• TASK REQUIREMENTS:
Extract all lines that hold "found" from the records below.

::::::::::

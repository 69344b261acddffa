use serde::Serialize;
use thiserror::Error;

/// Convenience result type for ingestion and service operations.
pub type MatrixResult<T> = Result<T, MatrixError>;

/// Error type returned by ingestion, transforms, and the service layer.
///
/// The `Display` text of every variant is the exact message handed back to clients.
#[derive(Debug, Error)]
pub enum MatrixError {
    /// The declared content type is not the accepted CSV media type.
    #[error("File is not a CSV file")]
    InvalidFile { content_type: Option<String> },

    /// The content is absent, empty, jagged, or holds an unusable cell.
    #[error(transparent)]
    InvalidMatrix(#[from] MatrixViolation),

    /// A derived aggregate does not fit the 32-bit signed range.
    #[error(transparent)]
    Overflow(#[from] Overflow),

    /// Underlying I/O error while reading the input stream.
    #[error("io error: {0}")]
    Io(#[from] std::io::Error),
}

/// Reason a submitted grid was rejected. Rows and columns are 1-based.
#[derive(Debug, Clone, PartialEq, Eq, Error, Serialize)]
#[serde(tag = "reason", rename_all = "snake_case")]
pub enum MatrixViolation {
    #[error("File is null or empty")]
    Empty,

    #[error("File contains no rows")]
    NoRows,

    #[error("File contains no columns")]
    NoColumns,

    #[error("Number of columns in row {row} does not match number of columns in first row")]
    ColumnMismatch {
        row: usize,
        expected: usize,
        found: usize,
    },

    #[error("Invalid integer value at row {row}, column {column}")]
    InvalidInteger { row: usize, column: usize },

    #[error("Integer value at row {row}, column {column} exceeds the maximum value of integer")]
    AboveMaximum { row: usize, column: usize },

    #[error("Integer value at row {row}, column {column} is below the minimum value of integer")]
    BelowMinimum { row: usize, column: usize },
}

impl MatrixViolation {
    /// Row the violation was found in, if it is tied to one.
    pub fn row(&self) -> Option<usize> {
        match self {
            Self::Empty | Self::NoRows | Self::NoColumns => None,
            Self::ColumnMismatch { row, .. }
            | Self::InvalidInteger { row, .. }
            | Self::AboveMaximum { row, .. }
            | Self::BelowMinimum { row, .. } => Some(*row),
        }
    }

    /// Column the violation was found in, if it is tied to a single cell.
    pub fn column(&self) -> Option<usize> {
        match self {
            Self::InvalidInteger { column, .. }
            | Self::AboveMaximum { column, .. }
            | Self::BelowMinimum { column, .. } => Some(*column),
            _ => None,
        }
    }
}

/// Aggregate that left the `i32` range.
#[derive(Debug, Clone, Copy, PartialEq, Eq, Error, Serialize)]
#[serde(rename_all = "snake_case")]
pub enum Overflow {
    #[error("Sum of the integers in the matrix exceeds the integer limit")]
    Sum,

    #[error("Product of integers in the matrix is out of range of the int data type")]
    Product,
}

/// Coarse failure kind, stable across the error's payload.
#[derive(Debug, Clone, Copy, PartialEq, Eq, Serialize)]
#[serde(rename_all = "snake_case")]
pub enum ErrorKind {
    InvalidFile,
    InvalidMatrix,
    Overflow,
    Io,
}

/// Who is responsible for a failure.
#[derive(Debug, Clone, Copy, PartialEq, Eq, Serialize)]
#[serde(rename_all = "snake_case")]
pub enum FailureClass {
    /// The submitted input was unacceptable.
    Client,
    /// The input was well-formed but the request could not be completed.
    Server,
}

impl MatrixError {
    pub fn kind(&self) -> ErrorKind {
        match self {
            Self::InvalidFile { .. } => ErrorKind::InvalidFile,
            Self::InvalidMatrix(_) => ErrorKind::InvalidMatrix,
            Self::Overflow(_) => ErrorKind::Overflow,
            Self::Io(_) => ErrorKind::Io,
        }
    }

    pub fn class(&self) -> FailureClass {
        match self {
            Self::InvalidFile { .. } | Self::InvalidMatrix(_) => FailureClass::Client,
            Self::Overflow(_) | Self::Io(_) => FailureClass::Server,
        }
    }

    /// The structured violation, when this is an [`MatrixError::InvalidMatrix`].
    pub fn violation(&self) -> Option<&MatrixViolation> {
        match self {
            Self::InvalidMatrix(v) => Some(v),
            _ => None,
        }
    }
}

::::::::::

• RESPONSE FOR THIS EXERCISE:
        found: usize,
    /// Row the violation was found in, if it is tied to one.
    /// Column the violation was found in, if it is tied to a single cell.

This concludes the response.